**TASK TO CARRY OUT:**
Would you write out, word for word, each line of the records below from the top through the one holding "use src_portal::config::AppConfig;"?

**DATASET ENTRIES:**
[Start of Attachment]
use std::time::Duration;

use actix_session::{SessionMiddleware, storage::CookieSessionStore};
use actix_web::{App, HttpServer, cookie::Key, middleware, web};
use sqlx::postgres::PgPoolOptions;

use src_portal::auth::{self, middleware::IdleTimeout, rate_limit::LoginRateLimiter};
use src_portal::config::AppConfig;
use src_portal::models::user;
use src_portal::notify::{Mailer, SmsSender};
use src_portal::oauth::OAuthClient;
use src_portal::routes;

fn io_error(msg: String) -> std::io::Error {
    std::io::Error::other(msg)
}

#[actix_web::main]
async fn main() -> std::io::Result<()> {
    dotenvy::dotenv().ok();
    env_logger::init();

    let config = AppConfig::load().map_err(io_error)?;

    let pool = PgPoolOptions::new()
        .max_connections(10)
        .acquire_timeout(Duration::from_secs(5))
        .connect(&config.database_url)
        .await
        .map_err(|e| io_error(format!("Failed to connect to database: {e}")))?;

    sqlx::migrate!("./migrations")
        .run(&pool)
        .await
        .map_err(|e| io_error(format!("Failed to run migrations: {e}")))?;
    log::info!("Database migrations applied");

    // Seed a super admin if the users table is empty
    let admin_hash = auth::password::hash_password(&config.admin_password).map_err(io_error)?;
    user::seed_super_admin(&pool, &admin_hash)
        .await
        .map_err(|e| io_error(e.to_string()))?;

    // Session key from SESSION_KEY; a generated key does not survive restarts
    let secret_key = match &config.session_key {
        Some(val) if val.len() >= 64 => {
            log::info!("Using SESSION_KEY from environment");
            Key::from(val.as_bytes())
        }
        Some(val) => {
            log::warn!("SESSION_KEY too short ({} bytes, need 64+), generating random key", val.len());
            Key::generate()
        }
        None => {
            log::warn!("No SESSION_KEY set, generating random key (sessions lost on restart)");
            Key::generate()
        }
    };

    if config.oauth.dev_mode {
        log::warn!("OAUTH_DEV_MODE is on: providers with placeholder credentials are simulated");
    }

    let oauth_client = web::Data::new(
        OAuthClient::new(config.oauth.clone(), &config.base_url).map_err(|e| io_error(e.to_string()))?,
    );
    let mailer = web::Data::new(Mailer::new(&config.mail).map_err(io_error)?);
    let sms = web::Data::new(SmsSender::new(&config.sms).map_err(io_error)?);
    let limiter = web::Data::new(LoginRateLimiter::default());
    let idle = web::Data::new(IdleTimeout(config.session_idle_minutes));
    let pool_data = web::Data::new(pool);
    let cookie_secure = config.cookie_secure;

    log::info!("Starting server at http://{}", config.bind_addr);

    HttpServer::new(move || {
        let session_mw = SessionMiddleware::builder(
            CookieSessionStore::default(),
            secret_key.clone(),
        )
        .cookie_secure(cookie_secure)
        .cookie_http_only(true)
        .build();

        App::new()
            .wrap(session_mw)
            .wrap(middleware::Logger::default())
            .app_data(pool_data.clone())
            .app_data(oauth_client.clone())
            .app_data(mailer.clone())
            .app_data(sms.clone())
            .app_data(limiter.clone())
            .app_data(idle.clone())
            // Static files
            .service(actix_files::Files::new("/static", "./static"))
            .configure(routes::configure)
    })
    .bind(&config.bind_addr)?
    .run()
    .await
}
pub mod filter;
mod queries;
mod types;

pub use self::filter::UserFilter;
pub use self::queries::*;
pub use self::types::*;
[End of Attachment]
**SOLUTION:**
use std::time::Duration;

use actix_session::{SessionMiddleware, storage::CookieSessionStore};
use actix_web::{App, HttpServer, cookie::Key, middleware, web};
use sqlx::postgres::PgPoolOptions;

use src_portal::auth::{self, middleware::IdleTimeout, rate_limit::LoginRateLimiter};
use src_portal::config::AppConfig;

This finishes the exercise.